Teal Group aerospace analyst Richard Aboulafia suspects discount carriers like Spirit and privately-held Frontier Airlines might face more threat due reliance on leisure travellers, whose plans might be more “discretionary”.
“Everyone else is probably OK,” in the USA, he adds.
Spirit and Frontier did not immediately respond to requests for comment.
But Boyd thinks carriers like Spirit, Frontier and Allegiant Air might actually fare batter.

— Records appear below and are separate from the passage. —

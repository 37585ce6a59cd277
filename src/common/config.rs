// Licensed to the Apache Software Foundation (ASF) under one
// or more contributor license agreements.  See the NOTICE file
// distributed with this work for additional information
// regarding copyright ownership.  The ASF licenses this file
// to you under the Apache License, Version 2.0 (the
// "License"); you may not use this file except in compliance
// with the License.  You may obtain a copy of the License at
//
//   http://www.apache.org/licenses/LICENSE-2.0
//
// Unless required by applicable law or agreed to in writing,
// software distributed under the License is distributed on an
// "AS IS" BASIS, WITHOUT WARRANTIES OR CONDITIONS OF ANY
// KIND, either express or implied.  See the License for the
// specific language governing permissions and limitations
// under the License.
use std::path::{Path, PathBuf};
use std::sync::OnceLock;

use anyhow::{Context, Result};
use serde::Deserialize;

static CONFIG: OnceLock<EngineConfig> = OnceLock::new();

fn default_log_level() -> String {
    "info".to_string()
}

fn default_max_joined_block_rows() -> usize {
    65536
}

fn default_non_joined_block_size() -> usize {
    65536
}

fn default_join_overflow_mode() -> String {
    "throw".to_string()
}

#[derive(Debug, Clone, Deserialize)]
pub struct EngineConfig {
    #[serde(default = "default_log_level")]
    pub log_level: String,
    #[serde(default)]
    pub join: JoinConfig,
}

/// Join runtime settings with engine-wide defaults. Per-join values in the
/// descriptor take precedence over these.
#[derive(Debug, Clone, Deserialize)]
pub struct JoinConfig {
    /// Upper bound for one cross-join output chunk before the continuation
    /// mechanism kicks in.
    #[serde(default = "default_max_joined_block_rows")]
    pub max_joined_block_rows: usize,
    /// Chunk size used when scanning non-joined build rows.
    #[serde(default = "default_non_joined_block_size")]
    pub non_joined_block_size: usize,
    /// 0 means unlimited.
    #[serde(default)]
    pub max_rows_in_join: u64,
    /// 0 means unlimited.
    #[serde(default)]
    pub max_bytes_in_join: u64,
    /// "throw" or "break".
    #[serde(default = "default_join_overflow_mode")]
    pub join_overflow_mode: String,
    #[serde(default)]
    pub join_any_take_last_row: bool,
}

impl Default for JoinConfig {
    fn default() -> Self {
        Self {
            max_joined_block_rows: default_max_joined_block_rows(),
            non_joined_block_size: default_non_joined_block_size(),
            max_rows_in_join: 0,
            max_bytes_in_join: 0,
            join_overflow_mode: default_join_overflow_mode(),
            join_any_take_last_row: false,
        }
    }
}

impl Default for EngineConfig {
    fn default() -> Self {
        Self {
            log_level: default_log_level(),
            join: JoinConfig::default(),
        }
    }
}

impl EngineConfig {
    pub fn load_from_file(path: &Path) -> Result<Self> {
        let content = std::fs::read_to_string(path)
            .with_context(|| format!("failed to read config file {}", path.display()))?;
        toml::from_str(&content)
            .with_context(|| format!("failed to parse config file {}", path.display()))
    }
}

pub fn init_from_path(path: impl AsRef<Path>) -> Result<&'static EngineConfig> {
    if let Some(cfg) = CONFIG.get() {
        return Ok(cfg);
    }
    let cfg = EngineConfig::load_from_file(path.as_ref())?;
    let _ = CONFIG.set(cfg);
    Ok(CONFIG.get().expect("CONFIG set"))
}

/// Load from $CHUNKJOIN_CONFIG, then ./chunkjoin.toml, then built-in defaults.
pub fn init_from_env_or_default() -> &'static EngineConfig {
    if let Some(cfg) = CONFIG.get() {
        return cfg;
    }
    let cfg = std::env::var("CHUNKJOIN_CONFIG")
        .ok()
        .map(PathBuf::from)
        .or_else(|| {
            let local = PathBuf::from("chunkjoin.toml");
            local.exists().then_some(local)
        })
        .and_then(|path| EngineConfig::load_from_file(&path).ok())
        .unwrap_or_default();
    let _ = CONFIG.set(cfg);
    CONFIG.get().expect("CONFIG set")
}

#[cfg(test)]
mod tests {
    use super::*;

    #[test]
    fn defaults_are_unlimited() {
        let cfg = JoinConfig::default();
        assert_eq!(cfg.max_rows_in_join, 0);
        assert_eq!(cfg.max_bytes_in_join, 0);
        assert_eq!(cfg.join_overflow_mode, "throw");
        assert!(!cfg.join_any_take_last_row);
    }

    #[test]
    fn parses_partial_config() {
        let cfg: EngineConfig =
            toml::from_str("[join]\nmax_rows_in_join = 10\n").expect("config parses");
        assert_eq!(cfg.join.max_rows_in_join, 10);
        assert_eq!(
            cfg.join.max_joined_block_rows,
            default_max_joined_block_rows()
        );
        assert_eq!(cfg.log_level, "info");
    }
}
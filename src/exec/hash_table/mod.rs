// Licensed to the Apache Software Foundation (ASF) under one
// or more contributor license agreements.  See the NOTICE file
// distributed with this work for additional information
// regarding copyright ownership.  The ASF licenses this file
// to you under the Apache License, Version 2.0 (the
// "License"); you may not use this file except in compliance
// with the License.  You may obtain a copy of the License at
//
//   http://www.apache.org/licenses/LICENSE-2.0
//
// Unless required by applicable law or agreed to in writing,
// software distributed under the License is distributed on an
// "AS IS" BASIS, WITHOUT WARRANTIES OR CONDITIONS OF ANY
// KIND, either express or implied.  See the License for the
// specific language governing permissions and limitations
// under the License.
pub(crate) mod key_bytes;
pub(crate) mod key_view;
// Licensed to the Apache Software Foundation (ASF) under one
// or more contributor license agreements.  See the NOTICE file
// distributed with this work for additional information
// regarding copyright ownership.  The ASF licenses this file
// to you under the Apache License, Version 2.0 (the
// "License"); you may not use this file except in compliance
// with the License.  You may obtain a copy of the License at
//
//   http://www.apache.org/licenses/LICENSE-2.0
//
// Unless required by applicable law or agreed to in writing,
// software distributed under the License is distributed on an
// "AS IS" BASIS, WITHOUT WARRANTIES OR CONDITIONS OF ANY
// KIND, either express or implied.  See the License for the
// specific language governing permissions and limitations
// under the License.
//! Common chunk builders and extractors for join integration tests.
#![allow(dead_code)]

use std::sync::Arc;

use arrow::array::{Array, ArrayRef, Int64Array, RecordBatch, StringArray, UInt8Array};
use arrow::datatypes::{Field, Schema};

use chunkjoin::{Chunk, HashJoin, JoinDescriptor, JoinKind, JoinStrictness};

/// Build a chunk from named arrays. Fields are nullable only when the array
/// actually carries nulls, so the first build chunk doubles as the right
/// sample.
pub fn chunk_of(columns: Vec<(&str, ArrayRef)>) -> Chunk {
    let fields: Vec<Field> = columns
        .iter()
        .map(|(name, array)| {
            Field::new(*name, array.data_type().clone(), array.null_count() > 0)
        })
        .collect();
    let arrays: Vec<ArrayRef> = columns.into_iter().map(|(_name, array)| array).collect();
    let batch =
        RecordBatch::try_new(Arc::new(Schema::new(fields)), arrays).expect("test chunk");
    Chunk::new(batch)
}

pub fn int64(values: &[i64]) -> ArrayRef {
    Arc::new(Int64Array::from(values.to_vec()))
}

pub fn int64_opt(values: &[Option<i64>]) -> ArrayRef {
    Arc::new(Int64Array::from(values.to_vec()))
}

pub fn utf8(values: &[&str]) -> ArrayRef {
    Arc::new(StringArray::from(values.to_vec()))
}

pub fn utf8_opt(values: &[Option<&str>]) -> ArrayRef {
    Arc::new(StringArray::from(values.to_vec()))
}

pub fn mask_u8(values: &[u8]) -> ArrayRef {
    Arc::new(UInt8Array::from(values.to_vec()))
}

pub fn int64_values_at(chunk: &Chunk, index: usize) -> Vec<Option<i64>> {
    let array = chunk.columns()[index]
        .as_any()
        .downcast_ref::<Int64Array>()
        .expect("Int64 column");
    (0..array.len())
        .map(|row| (!array.is_null(row)).then(|| array.value(row)))
        .collect()
}

pub fn int64_values(chunk: &Chunk, name: &str) -> Vec<Option<i64>> {
    let index = chunk.index_of(name).expect("column present");
    int64_values_at(chunk, index)
}

pub fn utf8_values_at(chunk: &Chunk, index: usize) -> Vec<Option<String>> {
    let array = chunk.columns()[index]
        .as_any()
        .downcast_ref::<StringArray>()
        .expect("Utf8 column");
    (0..array.len())
        .map(|row| (!array.is_null(row)).then(|| array.value(row).to_string()))
        .collect()
}

pub fn utf8_values(chunk: &Chunk, name: &str) -> Vec<Option<String>> {
    let index = chunk.index_of(name).expect("column present");
    utf8_values_at(chunk, index)
}

pub fn descriptor(
    kind: JoinKind,
    strictness: JoinStrictness,
    left_keys: &[&str],
    right_keys: &[&str],
) -> JoinDescriptor {
    JoinDescriptor::new(
        kind,
        strictness,
        left_keys.iter().map(|name| name.to_string()).collect(),
        right_keys.iter().map(|name| name.to_string()).collect(),
    )
}

pub fn build_join(descriptor: JoinDescriptor, right_chunks: &[Chunk]) -> HashJoin {
    build_join_with(descriptor, right_chunks, false)
}

pub fn build_join_with(
    descriptor: JoinDescriptor,
    right_chunks: &[Chunk],
    any_take_last_row: bool,
) -> HashJoin {
    let sample = right_chunks.first().expect("right sample");
    let mut join =
        HashJoin::try_new(Arc::new(descriptor), sample, any_take_last_row).expect("join engine");
    for chunk in right_chunks {
        assert!(join.add_block(chunk, true).expect("add_block"));
    }
    join
}

/// Probe one chunk and assert the join completed without a continuation.
pub fn probe(join: &HashJoin, probe_chunk: &Chunk) -> Chunk {
    let mut block = probe_chunk.clone();
    let mut not_processed = None;
    join.join_block(&mut block, &mut not_processed).expect("join_block");
    assert!(not_processed.is_none(), "unexpected cross continuation");
    block
}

He notes many US companies have implemented travel bans, but says perhaps vacation travellers will keep flying.
“It may be the Allegiants and Frontiers are going to get hit less than others,” he says. “What we don’t know is what segments are getting hit the worse.”
Also, while Spirit has relatively more debt, it has used that money to improve its efficiency, Boyd adds.
“Assuming coronavirus only has a short-term impact on consumer demand, leisure-focused carriers, such as Southwest, JetBlue Airways and Spirit, could fare better than network carriers,” its report says.
JetBlue has “a solid balance sheet and good liquidity”, while Southwest Airlines has a mostly-domestic network, Fitch notes.
“In general, we believe more-domestically-focused carriers could fare better than those with heavy exposure to international traffic,” Fitch says.
Boyd commends US airlines for responding quickly to the demand drop, noting carriers have slashed schedules and grounded jets.
“The airline industry has been pretty aggressive. They have not been behind the curve on this,” he says.
And while the Europe-US travel ban will hammer the transatlantic market, Boyd expects a rebound.
“The US industry to Europe – I think it’s going to return to normal,” he says.